Tag: art journaling

  • Inner thoughts

    When I’m getting ‘stuff’ out of my head I often use this Dina Wakley journal – it has 4 different types of media in it and I really like it. The writing on this is about my weight loss, the ongoing struggle to be in the right head space, and the reasons I eat as an addict.

    caged bird 20190505.jpg

  • Recording life’s up and downs

    As I do every week I’ve done a page in my Dylusions Dyary – but actully I did two because I was away last weekend on an art trip so yesterday was catch-up time. This journal has pre-printed backgrounds so I add to it to make it mine, then photos and writing. I love this format for keeping a basic record of our very ordinary lives.

    dyary first week maydyary april may

  • A little bit of colour

    Most weeks I do a page or two in a small Dylusions diary; it’s about 8×5.5″ and lovely thick paper so there’s no need to gesso, the colours don’t bleed through and the pages don’t curl. I usually do a combination of collage and text; some of the tme I’m recording the lyrics of the music that colour my life, less often it’s inner thoughts (I tend to use other jounals for my inner world).

    bad habit rabbit 20190505

  • Recording the hard stuff

    I was talking with someone on a FB group page and they commented that you can’t journal the hard stuff because others might read it. It means you can’t share the page, so others don’t get to be inspired by your art.

    I disagree; I’ve always journaled the good, bad and ugly in my scrapbooks and art journals. As an ex scrapbooking teacher, I’ve always shared my art in person and online.

    Sometimes I write it all out so it’s legible and figure, if I share the hard or ugly stuff, I might help others get through and be able to tell their stories. We can all help create safe places for others to share their experiences, especially around addiction, mental health and abuse / domestic violence. I’ve never felt my life has to look perfect in order to share online.

    But, even for me, there are things I don’t want the world reading about. Sometimes it is just too raw, other times it’s because it would compromise another person in some way. Often it’s about my food addiction, addictive personality, Tony’s health or my relationship with others who support me (or have similar issues) that I’m wanting to talk about.

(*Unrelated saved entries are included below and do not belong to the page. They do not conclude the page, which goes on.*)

//! Veil configuration file handling

use anyhow::{Context, Result};
use serde::{Deserialize, Serialize};
use std::fs;
use std::path::{Path, PathBuf};
use veil_core::{MaskConfig, MaskOptions, RainRule};
use veil_paint::Rect;

/// Top-level Veil configuration (veil.toml)
#[derive(Debug, Default, Deserialize, Serialize)]
#[serde(rename_all = "camelCase")]
pub struct VeilConfig {
    #[serde(default)]
    pub target: TargetConfig,
    #[serde(default)]
    pub mask: MaskOptions,
    /// Extra gesture-end drop rules, appended to `mask.rain`
    #[serde(default)]
    pub rain: Vec<RainRule>,
    /// Treat the mask image as cross-origin
    #[serde(default)]
    pub cross_origin: bool,
    /// Directory the file was loaded from, for resolving image paths
    #[serde(skip)]
    pub base_dir: Option<PathBuf>,
}

/// Bounds of the masked target in client coordinates
#[derive(Debug, Deserialize, Serialize)]
pub struct TargetConfig {
    #[serde(default)]
    pub x: f32,
    #[serde(default)]
    pub y: f32,
    #[serde(default = "default_width")]
    pub width: f32,
    #[serde(default = "default_height")]
    pub height: f32,
}

fn default_width() -> f32 {
    200.0
}

fn default_height() -> f32 {
    100.0
}

impl Default for TargetConfig {
    fn default() -> Self {
        Self {
            x: 0.0,
            y: 0.0,
            width: default_width(),
            height: default_height(),
        }
    }
}

impl TargetConfig {
    pub fn bounds(&self) -> Rect {
        Rect::new(self.x, self.y, self.width, self.height)
    }
}

impl VeilConfig {
    /// Load configuration from a file, or from `veil.toml` inside a directory
    pub fn load(path: &Path) -> Result<Self> {
        let config_path = if path.is_dir() {
            path.join("veil.toml")
        } else {
            path.to_path_buf()
        };

        if !config_path.exists() {
            anyhow::bail!("No veil config found at {}", config_path.display());
        }

        let content = fs::read_to_string(&config_path)
            .with_context(|| format!("Failed to read {}", config_path.display()))?;

        let mut config: VeilConfig = toml::from_str(&content)
            .with_context(|| format!("Failed to parse {}", config_path.display()))?;
        config.base_dir = config_path.parent().map(Path::to_path_buf);

        Ok(config)
    }

    /// Mask config with defaults filled in
    pub fn mask_config(&self) -> MaskConfig {
        let mut config = MaskConfig::from(self.mask.clone());
        config.rain.extend(self.rain.iter().cloned());
        config
    }

    /// Resolve an image source against the config directory
    pub fn resolve(&self, source: &str) -> PathBuf {
        match &self.base_dir {
            Some(dir) => dir.join(source),
            None => PathBuf::from(source),
        }
    }

    /// Serialize to TOML string
    pub fn to_toml(&self) -> Result<String> {
        toml::to_string_pretty(self).context("Failed to serialize config")
    }
}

    When I want to record things but don’t want it to be legible, I use “scribble writing” so I get it all out of my head, but no one can read it. I usually start in the middle of the pages then work up and down, so the lines aren’t consecutive, and make sure the writing is loopy and overlaps. If’ you’re a scrapbooker or art journaler I’d encouarge you to record it all, it’s very healing.

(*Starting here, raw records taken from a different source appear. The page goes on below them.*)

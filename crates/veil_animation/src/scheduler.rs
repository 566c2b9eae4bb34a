//! Animation scheduler
//!
//! Owns every running tween and advances them once per frame. Frames come from
//! a [`FrameSource`]: the host's "next repaint" hook when it has one, or a
//! fixed 16 ms timer otherwise.

use std::cell::Cell;
use std::rc::Rc;
use std::time::{Duration, Instant};

use slotmap::{new_key_type, SlotMap};

use crate::tween::{Tween, TweenProps};

new_key_type! {
    pub struct TweenId;
}

/// Frame interval used when no repaint hook is available
pub const FALLBACK_FRAME_MS: f64 = 16.0;

/// A clock that yields one frame at a time
pub trait FrameSource {
    /// Wait for the next frame and return the milliseconds elapsed since the
    /// previous one.
    fn next_frame(&mut self) -> f64;
}

/// Wall-clock source sleeping a fixed interval between frames
pub struct TimerFrames {
    interval: Duration,
    last: Instant,
}

impl TimerFrames {
    pub fn new(interval: Duration) -> Self {
        Self {
            interval,
            last: Instant::now(),
        }
    }
}

impl Default for TimerFrames {
    fn default() -> Self {
        Self::new(Duration::from_secs_f64(FALLBACK_FRAME_MS / 1000.0))
    }
}

impl FrameSource for TimerFrames {
    fn next_frame(&mut self) -> f64 {
        std::thread::sleep(self.interval);
        let now = Instant::now();
        let dt = (now - self.last).as_secs_f64() * 1000.0;
        self.last = now;
        dt
    }
}

/// Virtual clock advancing a constant step per frame, without sleeping
#[derive(Clone, Copy, Debug)]
pub struct FixedFrames {
    step_ms: f64,
}

impl FixedFrames {
    pub fn new(step_ms: f64) -> Self {
        Self { step_ms }
    }
}

impl Default for FixedFrames {
    fn default() -> Self {
        Self::new(FALLBACK_FRAME_MS)
    }
}

impl FrameSource for FixedFrames {
    fn next_frame(&mut self) -> f64 {
        self.step_ms
    }
}

/// Cooperative cancellation flag shared between an owner and its animations
#[derive(Clone, Debug, Default)]
pub struct CancelToken(Rc<Cell<bool>>);

impl CancelToken {
    pub fn new() -> Self {
        Self::default()
    }

    pub fn cancel(&self) {
        self.0.set(true);
    }

    pub fn is_cancelled(&self) -> bool {
        self.0.get()
    }
}

type FrameFn = Box<dyn FnMut(&TweenProps)>;
type CompleteFn = Box<dyn FnOnce()>;

/// A tween together with the callbacks it drives
pub struct Animation {
    tween: Tween,
    on_frame: Option<FrameFn>,
    on_complete: Option<CompleteFn>,
    cancel: Option<CancelToken>,
}

impl Animation {
    pub fn new(tween: Tween) -> Self {
        Self {
            tween,
            on_frame: None,
            on_complete: None,
            cancel: None,
        }
    }

    /// Called every frame with the interpolated properties
    pub fn on_frame<F: FnMut(&TweenProps) + 'static>(mut self, f: F) -> Self {
        self.on_frame = Some(Box::new(f));
        self
    }

    /// Called once after the final frame
    pub fn on_complete<F: FnOnce() + 'static>(mut self, f: F) -> Self {
        self.on_complete = Some(Box::new(f));
        self
    }

    /// Drop this animation silently once the token is cancelled
    pub fn cancel_with(mut self, token: CancelToken) -> Self {
        self.cancel = Some(token);
        self
    }

    fn is_cancelled(&self) -> bool {
        self.cancel.as_ref().is_some_and(CancelToken::is_cancelled)
    }
}

/// The animation scheduler that ticks all active tweens
pub struct AnimationScheduler {
    animations: SlotMap<TweenId, Animation>,
    frames: u64,
}

impl AnimationScheduler {
    pub fn new() -> Self {
        Self {
            animations: SlotMap::with_key(),
            frames: 0,
        }
    }

    pub fn add(&mut self, animation: Animation) -> TweenId {
        self.animations.insert(animation)
    }

    /// Remove an animation without running its completion callback
    pub fn remove(&mut self, id: TweenId) -> bool {
        self.animations.remove(id).is_some()
    }

    /// Drop every animation without running any callback
    pub fn clear(&mut self) {
        if !self.animations.is_empty() {
            tracing::debug!("dropping {} running animations", self.animations.len());
        }
        self.animations.clear();
    }

    /// Advance every animation by `dt_ms`.
    ///
    /// Frame callbacks run in insertion order; completion callbacks run after
    /// all frame callbacks of this tick.
    pub fn tick(&mut self, dt_ms: f64) {
        self.frames += 1;

        let mut cancelled = Vec::new();
        let mut finished = Vec::new();
        for (id, animation) in self.animations.iter_mut() {
            if animation.is_cancelled() {
                cancelled.push(id);
                continue;
            }
            let frame = animation.tween.advance(dt_ms);
            if let Some(on_frame) = animation.on_frame.as_mut() {
                on_frame(&frame.props);
            }
            if frame.finished {
                finished.push(id);
            }
        }

        for id in cancelled {
            self.animations.remove(id);
        }
        for id in finished {
            if let Some(done) = self.animations.remove(id).and_then(|a| a.on_complete) {
                done();
            }
        }
    }

    /// Drive frames from `source` until no animation is left. Falls back to
    /// a [`TimerFrames`] source when the host provides none.
    ///
    /// Returns the number of frames run.
    pub fn run(&mut self, source: Option<&mut dyn FrameSource>) -> u64 {
        let mut fallback;
        let source: &mut dyn FrameSource = match source {
            Some(source) => source,
            None => {
                fallback = TimerFrames::default();
                &mut fallback
            }
        };

        let start = self.frames;
        while self.has_active_animations() {
            let dt = source.next_frame();
            self.tick(dt);
        }
        self.frames - start
    }

    /// Check if any animations are still active
    pub fn has_active_animations(&self) -> bool {
        !self.animations.is_empty()
    }

    /// Get the number of animations in the scheduler
    pub fn animation_count(&self) -> usize {
        self.animations.len()
    }

    /// Total frames ticked since creation
    pub fn frame_count(&self) -> u64 {
        self.frames
    }
}

impl Default for AnimationScheduler {
    fn default() -> Self {
        Self::new()
    }
}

    For the record, this page is about some of the head struggles I’ve had this week, more than 2 years post weight loss surgery, what I’m doing about it, and the support I get from people.

    go deep wls 20190119

     

  • One Little Word for 2019

    Every year I join #olw – One Little Word with Ali Edwards. This year my word was ENOUGH. You can read about it here. As always happens, the word turned out to have more connections and meanings for me than I could have imagined. I ended up in counselling, getting to the heart of some issues, working towards a point where my heart – not just my head – knows I am enough. I’m a work in progress.

    I’ve put quite a lot of time into choosing my One Little Word for 2019 and tested four out by writing down what they would mean to me. Aware and connection were pretty good but, in the end, DEEP was a clear winner. As we get into 2019 I know, from previous years, more connections will become clear, but for now DEEP resonates for me because:

    • I want to understand myself at a deep level
    • I am prepared to dig deep emotionally
    • I seek friendships that connect at a deep level
    • I aim for a deep understanding of key issues at work
    • I aim for a deep understanding of national issues that are aligned with my interests
    • I am prepared to dig deep to get fitter, even when it hurts
    • I am willing to dig deep to reach my goals

    Normally I make an index card piece of art and put it in my office at work This year I’ve gone for a square format and made two, one for at work, and one for my home office, to keep me even more focussed on my word and what it means to me.